What It Means to Stay Awake
As a white girl riding on a whole lot of privilege, I sometimes come late to the party of awareness. I get some curiosity, learn something, then try to join the mission. One that might not be mine and may have been a Movement long before I decided to head to Washington last Saturday.
#StayWoke has been around a while but I just happened to notice it last year. #StayWoke wasn’t my hashtag in 2008 when Erykah Badu said it first. It wasn’t mine when Black Lives Matter spread it in 2013. Nor is it part of my sarcastic repartee with others when some people use it now for mundane moments. Check out Charles’ Pulliam’s history of the term.
So I don’t think I can start using it today in 2017 and somehow be hip, be with it, join the crowd I think might find me a little bit more of a member for knowing it.

This is not political correctness but just basic respect. Who said it first? Why’d they say it? How’s it said now? Know the history.
Years ago I spent a week of my teacher summer in Jackson, Mississippi, learning about The Movement and how to teach civil rights history. I learned so much. And one of the first messages was “Um, the Movement was a round a long time before Rosa sat down and Martin stood up.”
Ask. Learn. My new habit of mind for 2017 is Fill my daily life with questions. About people’s interests, actions, days. About the issues and events around me. Read and ask. Then read some more.
Tell me more about that thing you love.
Tell me how you came to believe that.
What is the source? How do you know?
What are several other sources saying?
How can I help?
How was your day?
The other habits of mind will flow from this behavior. If you ask, and then you know, you might just act. With some wisdom about which actions might actually get results.
Just because I heard it/saw it/now you know it doesn’t mean it’s mine. Step carefully. Listen. To what others have to say. And instead of chattering, act on the sentiment. I can let the heart speak through the action.
Actions like these.
It’s not lost on me that “stay woke” sounds so much better than stay awake. Rhythm and cadence; speech that punches and stays. It’s why America adores black culture. Then borrows, co-opts, appropriates, plagiarizes, steals so much of it with an airy blitheness, blindness, and greed that can’t be denied.
Even up to the work of the First Lady. I’m waiting for the new one to steal “When they go low, we go high” for her anti-bullying campaign.
The time is gone for saying “Obama’s got this” and ignoring the hate and harm that Republicans like Mitch McConnell have perpetrated on this country with their blockades, their denials, their destruction. All the while Obama fought, I stayed quiet and restful, sleeping my days away. McConnell and Ryan and their compatriots, the You Lie Boys of Joe Wilson ilk, they’ve now been given all the keys to the kingdom, and it is white privilege at its worst.

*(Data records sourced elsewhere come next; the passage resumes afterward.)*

//! Object-store abstraction consumed by the file services.
//!
//! The services only ever talk to an [`ObjectStore`]: bucket lifecycle, single
//! object put/get/head/delete, prefix listing and pre-signed URL issuance. Three
//! backends implement it:
//!
//! - [`local::LocalStore`]: SQLite metadata + on-disk payloads.
//! - [`s3::S3Store`]: any S3-compatible endpoint through `aws-sdk-s3`.
//! - [`memory::MemoryStore`]: process-local map, used in development and tests.

pub mod local;
pub mod memory;
pub mod s3;

use async_trait::async_trait;
use axum::http::StatusCode;
use bytes::Bytes;
use chrono::{DateTime, Utc};
use futures::stream::BoxStream;
use serde::Serialize;
use std::{collections::HashMap, fmt, io, time::Duration};
use thiserror::Error;

/// Readable byte stream flowing into or out of the store.
pub type ByteStream = BoxStream<'static, io::Result<Bytes>>;

/// Raw metadata tags as persisted next to an object.
pub type MetadataTags = HashMap<String, String>;

#[derive(Debug, Error)]
pub enum StoreError {
    #[error("bucket `{0}` not found")]
    BucketNotFound(String),
    #[error("bucket `{0}` already exists")]
    BucketAlreadyExists(String),
    #[error("bucket `{name}` invalid: {reason}")]
    InvalidBucketName { name: String, reason: String },
    #[error("object `{key}` not found in bucket `{bucket}`")]
    ObjectNotFound { bucket: String, key: String },
    #[error("invalid object key")]
    InvalidObjectKey,
    #[error("failed to presign `{key}`: {reason}")]
    Presign { key: String, reason: String },
    #[error("object store request failed: {0}")]
    Backend(String),
    #[error(transparent)]
    Sqlx(#[from] sqlx::Error),
    #[error(transparent)]
    Io(#[from] io::Error),
}

impl StoreError {
    pub fn backend(err: impl fmt::Display) -> Self {
        Self::Backend(err.to_string())
    }

    pub fn is_not_found(&self) -> bool {
        matches!(self, Self::ObjectNotFound { .. })
    }
}

pub type StoreResult<T> = Result<T, StoreError>;

/// Receives transfer progress for a single `put_object` call.
///
/// Values are percentages in `0..=100`, non-decreasing, ending with 100 on
/// success.
pub trait ProgressSink: Send + Sync {
    fn report(&self, percent: u8);
}

/// Sink for uploads nobody is watching.
pub struct NoProgress;

impl ProgressSink for NoProgress {
    fn report(&self, _percent: u8) {}
}

/// Integer percentage of `sent` over `total`, floored and capped at 100.
/// An empty body counts as complete.
pub fn percent_of(sent: u64, total: u64) -> u8 {
    if total == 0 {
        return 100;
    }
    let pct = (sent as u128 * 100 / total as u128).min(100);
    pct as u8
}

/// Options attached to a single `put_object`.
#[derive(Debug, Clone, Default)]
pub struct PutOptions {
    pub content_type: String,
    pub metadata: MetadataTags,
    /// Total body length when the caller knows it; drives progress reporting.
    pub content_length: Option<u64>,
}

/// Everything known about an object except its payload.
#[derive(Debug, Clone)]
pub struct ObjectHead {
    pub key: String,
    pub content_type: String,
    pub content_length: u64,
    pub last_modified: DateTime<Utc>,
    pub metadata: MetadataTags,
}

/// An object read back from the store.
pub struct StoredObject {
    pub key: String,
    pub content_type: String,
    pub content_length: u64,
    pub last_modified: DateTime<Utc>,
    pub metadata: MetadataTags,
    pub body: ByteStream,
}

impl fmt::Debug for StoredObject {
    fn fmt(&self, f: &mut fmt::Formatter<'_>) -> fmt::Result {
        f.debug_struct("StoredObject")
            .field("key", &self.key)
            .field("content_type", &self.content_type)
            .field("content_length", &self.content_length)
            .field("last_modified", &self.last_modified)
            .field("metadata", &self.metadata)
            .finish_non_exhaustive()
    }
}

/// Scheme a pre-signed URL is issued for.
#[derive(Debug, Clone, Copy, PartialEq, Eq, Default)]
pub enum UrlProtocol {
    #[default]
    Http,
    Https,
}

impl UrlProtocol {
    pub fn scheme(self) -> &'static str {
        match self {
            UrlProtocol::Http => "http",
            UrlProtocol::Https => "https",
        }
    }
}

/// A time-bounded GET link for one object.
#[derive(Debug, Clone, Serialize, PartialEq, Eq)]
#[serde(rename_all = "camelCase")]
pub struct PresignedUrl {
    pub url: String,
    pub key: String,
    pub expires_at: DateTime<Utc>,
}

/// S3-style operations the file services depend on.
#[async_trait]
pub trait ObjectStore: Send + Sync {
    async fn list_buckets(&self) -> StoreResult<Vec<String>>;

    /// Returns `BucketAlreadyExists` when the bucket is already there.
    async fn create_bucket(&self, bucket: &str) -> StoreResult<()>;

    async fn put_object(
        &self,
        bucket: &str,
        key: &str,
        body: ByteStream,
        options: PutOptions,
        progress: &dyn ProgressSink,
    ) -> StoreResult<()>;

    /// Returns `ObjectNotFound` when nothing is stored under `key`.
    async fn get_object(&self, bucket: &str, key: &str) -> StoreResult<StoredObject>;

    /// Same lookup as [`get_object`](Self::get_object) without opening the
    /// payload.
    async fn head_object(&self, bucket: &str, key: &str) -> StoreResult<ObjectHead>;

    /// Keys under `prefix`, in lexicographic order.
    async fn list_keys(&self, bucket: &str, prefix: &str) -> StoreResult<Vec<String>>;

    /// Status the store answered with; `204 No Content` is the only success.
    async fn delete_object(&self, bucket: &str, key: &str) -> StoreResult<StatusCode>;

    async fn presign_get(
        &self,
        bucket: &str,
        key: &str,
        expires_in: Duration,
        protocol: UrlProtocol,
    ) -> StoreResult<PresignedUrl>;
}

/// Case-insensitive metadata lookup; S3 lower-cases user metadata keys.
pub fn tag<'a>(tags: &'a MetadataTags, name: &str) -> Option<&'a str> {
    tags.iter()
        .find(|(k, _)| k.eq_ignore_ascii_case(name))
        .map(|(_, v)| v.as_str())
}

#[cfg(test)]
mod tests {
    use super::*;

    #[test]
    fn percent_is_floored_and_capped() {
        assert_eq!(percent_of(0, 10), 0);
        assert_eq!(percent_of(1, 3), 33);
        assert_eq!(percent_of(2, 3), 66);
        assert_eq!(percent_of(10, 10), 100);
        assert_eq!(percent_of(12, 10), 100);
        assert_eq!(percent_of(0, 0), 100);
    }

    #[test]
    fn tag_lookup_ignores_case() {
        let mut tags = MetadataTags::new();
        tags.insert("file-name".into(), "YS50eHQ=".into());
        assert_eq!(tag(&tags, "File-Name"), Some("YS50eHQ="));
        assert_eq!(tag(&tags, "Owner-Id"), None);
    }
}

Curiosity, research, awareness. New daily practice. For everyone I encounter. This goes for Trump supporters, too, by the way. They aren’t monolithic. Even as some of them—not all of them—but some of them treat others as subhuman, we must remember this. Because they, some of who claim to follow Christ, are not representing Christ well. Jesus listened. Jesus hung with everybody. Jesus said, Love everyone. #notalternativefacts
The new America I must awaken to help build has space for everyone, someone. Unless you belong to what Aziz Ansari calls “the lower case kkk.” That will be not be tolerated.
The walk of empathy is part of the decision to wake up white every morning to my privilege. To wake up middle class. To wake up healthy and physically able, with health care. To wake up educated. To wake up supported by a network of family and friends.
Rest when you can for the next four years. But stay awake, Lyn. Stay awake.